■ WORK ITEM ■
Copy each line below that contains "been".

■ Stored items ■
=== Begin Enclosure ===

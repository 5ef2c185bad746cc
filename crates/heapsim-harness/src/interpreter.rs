//! Line-oriented command interpreter.
//!
//! One command per line, space separated:
//! `setBinManager <firstFit|nextFit|bestFit|worstFit>`, `malloc <n>`, `free <n>`.
//! Every command prints its outcome; malformed input prints a message and
//! leaves the heap untouched. Selecting a new bin manager, and reaching the
//! end of input, print a summary of the heap being retired.

use std::io::{BufRead, Write};

use heapsim_core::malloc::Heap;
use heapsim_core::{HeapConfig, HeapError, Strategy};
use thiserror::Error;

use crate::structured_log::{LogEmitter, LogEntry, LogLevel};

/// Malformed input. The message is what the user sees.
#[derive(Debug, Clone, Copy, PartialEq, Eq, Error)]
pub enum CommandError {
    #[error("Invalid command!")]
    InvalidCommand,
    #[error("No valid number for allocation")]
    InvalidAllocationSize,
    #[error("No valid number for deallocation")]
    InvalidDeallocationSize,
    #[error("No valid bin manager! No heap has been created.")]
    UnknownBinManager,
    #[error("No heap has been setup")]
    NoHeap,
}

#[derive(Debug, Error)]
pub enum InterpreterError {
    #[error("i/o error: {0}")]
    Io(#[from] std::io::Error),
    #[error("heap contract violation: {0}")]
    Heap(#[from] HeapError),
}

#[derive(Debug, Clone, PartialEq, Eq)]
pub enum Command {
    /// Raw strategy name; resolved when the command runs.
    SetBinManager(String),
    Malloc(i64),
    Free(i64),
}

impl Command {
    /// Parses one input line. Blank lines yield `Ok(None)`.
    ///
    /// Only the first argument is read; anything after it is ignored.
    pub fn parse(line: &str) -> Result<Option<Self>, CommandError> {
        let line = line.strip_suffix('\r').unwrap_or(line);
        let mut args: Vec<&str> = line.split(' ').collect();
        while args.last().is_some_and(|arg| arg.is_empty()) {
            args.pop();
        }

        match args.as_slice() {
            [] => Ok(None),
            [_] => Err(CommandError::InvalidCommand),
            ["setBinManager", name, ..] => Ok(Some(Self::SetBinManager((*name).to_string()))),
            ["malloc", size, ..] => size
                .parse()
                .map(|size| Some(Self::Malloc(size)))
                .map_err(|_| CommandError::InvalidAllocationSize),
            ["free", size, ..] => size
                .parse()
                .map(|size| Some(Self::Free(size)))
                .map_err(|_| CommandError::InvalidDeallocationSize),
            _ => Err(CommandError::InvalidCommand),
        }
    }
}

/// Resolves a protocol strategy name (`firstFit`, ...). Exact match only.
#[must_use]
pub fn strategy_by_protocol_name(name: &str) -> Option<Strategy> {
    Strategy::ALL
        .into_iter()
        .find(|strategy| strategy.protocol_name() == name)
}

/// Runs commands against at most one live heap, writing the transcript to `out`.
pub struct Interpreter<W: Write> {
    out: W,
    config: HeapConfig,
    heap: Option<Heap>,
    log: Option<LogEmitter>,
    line_number: usize,
}

impl<W: Write> Interpreter<W> {
    /// Heaps are created with `config.capacity`; the strategy comes from each
    /// `setBinManager` command.
    pub fn new(out: W, config: HeapConfig) -> Self {
        Self {
            out,
            config,
            heap: None,
            log: None,
            line_number: 0,
        }
    }

    /// Mirrors heap lifecycle records and rejected commands into `emitter`.
    #[must_use]
    pub fn with_log(mut self, emitter: LogEmitter) -> Self {
        self.log = Some(emitter);
        self
    }

    /// Processes every line of `input`, then prints the final heap summary.
    pub fn run<R: BufRead>(&mut self, input: R) -> Result<(), InterpreterError> {
        for line in input.lines() {
            self.process_line(&line?)?;
        }
        self.finish()
    }

    pub fn process_line(&mut self, line: &str) -> Result<(), InterpreterError> {
        self.line_number += 1;
        match Command::parse(line) {
            Ok(Some(command)) => self.execute(command),
            Ok(None) => Ok(()),
            Err(err) => self.reject(err, line),
        }
    }

    pub fn execute(&mut self, command: Command) -> Result<(), InterpreterError> {
        match command {
            Command::SetBinManager(name) => {
                if self.heap.is_some() {
                    self.print_end_info()?;
                }
                let Some(strategy) = strategy_by_protocol_name(&name) else {
                    return self.reject(CommandError::UnknownBinManager, &name);
                };
                self.create_heap(strategy)
            }
            Command::Malloc(size) => {
                let Some(heap) = self.heap.as_mut() else {
                    return self.reject(CommandError::NoHeap, "malloc");
                };
                let ok = heap.allocate(size)?;
                self.print_action(ok, size, "allocation")?;
                self.print_allocated_chunks()?;
                self.flush_heap_logs()
            }
            Command::Free(size) => {
                let Some(heap) = self.heap.as_mut() else {
                    return self.reject(CommandError::NoHeap, "free");
                };
                let ok = heap.release(size)?;
                self.print_action(ok, size, "deallocation")?;
                self.print_bins()?;
                self.flush_heap_logs()
            }
        }
    }

    /// Prints the summary of the live heap, if any, and flushes output.
    pub fn finish(&mut self) -> Result<(), InterpreterError> {
        if self.heap.is_some() {
            self.print_end_info()?;
        }
        self.out.flush()?;
        if let Some(log) = self.log.as_mut() {
            log.flush()?;
        }
        Ok(())
    }

    #[must_use]
    pub fn heap(&self) -> Option<&Heap> {
        self.heap.as_ref()
    }

    pub fn log(&self) -> Option<&LogEmitter> {
        self.log.as_ref()
    }

    pub fn into_output(self) -> W {
        self.out
    }

    fn create_heap(&mut self, strategy: Strategy) -> Result<(), InterpreterError> {
        let config = HeapConfig {
            strategy,
            ..self.config.clone()
        };
        let heap = Heap::with_config(&config)?;
        writeln!(
            self.out,
            "Heap with {} as bin manager has been created",
            strategy.protocol_name()
        )?;
        if let Some(log) = self.log.as_mut() {
            let entry = LogEntry::new("", LogLevel::Info, "heap_created")
                .with_symbol("setBinManager")
                .with_strategy(strategy)
                .with_outcome("created")
                .with_details(serde_json::json!({ "capacity": heap.capacity() }));
            log.emit_entry(entry)?;
        }
        self.heap = Some(heap);
        Ok(())
    }

    fn reject(&mut self, err: CommandError, input: &str) -> Result<(), InterpreterError> {
        writeln!(self.out, "{err}")?;
        if let Some(log) = self.log.as_mut() {
            let entry = LogEntry::new("", LogLevel::Warn, "command_rejected")
                .with_outcome("rejected")
                .with_details(serde_json::json!({
                    "line": self.line_number,
                    "input": input,
                    "message": err.to_string(),
                }));
            log.emit_entry(entry)?;
        }
        Ok(())
    }

    fn print_action(&mut self, ok: bool, size: i64, action: &str) -> Result<(), InterpreterError> {
        if ok {
            writeln!(self.out, "Memory {size} bytes {action} was successful.")?;
        } else {
            writeln!(self.out, "Memory {size} bytes {action} failed.")?;
        }
        Ok(())
    }

    fn print_allocated_chunks(&mut self) -> Result<(), InterpreterError> {
        let Some(heap) = self.heap.as_ref() else {
            return Ok(());
        };
        let offsets = heap.allocated_chunk_offsets()?;
        if offsets.is_empty() {
            writeln!(self.out, "No allocated chunk exist")?;
        } else {
            for offset in offsets {
                write!(self.out, "{offset} ")?;
            }
            writeln!(self.out, "{}", heap.top_index())?;
        }
        Ok(())
    }

    fn print_bins(&mut self) -> Result<(), InterpreterError> {
        let Some(heap) = self.heap.as_ref() else {
            return Ok(());
        };
        let bins = heap.bin_occupancy()?;
        if bins.is_empty() {
            writeln!(self.out, "No bin exist")?;
        }
        for bin in bins {
            writeln!(self.out, "{} {}", bin.label(), bin.free_chunks)?;
        }
        Ok(())
    }

    fn print_end_info(&mut self) -> Result<(), InterpreterError> {
        writeln!(self.out)?;
        writeln!(self.out, "Print heap info at end:")?;
        self.print_bins()?;
        self.print_allocated_chunks()?;
        writeln!(self.out)?;
        self.flush_heap_logs()
    }

    /// Drains the heap's lifecycle records after every command, mirroring them
    /// into the emitter when one is attached.
    fn flush_heap_logs(&mut self) -> Result<(), InterpreterError> {
        let Some(heap) = self.heap.as_mut() else {
            return Ok(());
        };
        let records = heap.drain_lifecycle_logs();
        if let Some(log) = self.log.as_mut() {
            log.emit_heap_records(&records, heap.strategy())?;
        }
        Ok(())
    }
}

=== End Enclosure ===

■ TASK ANSWER ■
    #[error("No valid bin manager! No heap has been created.")]
    #[error("No heap has been setup")]
            "Heap with {} as bin manager has been created",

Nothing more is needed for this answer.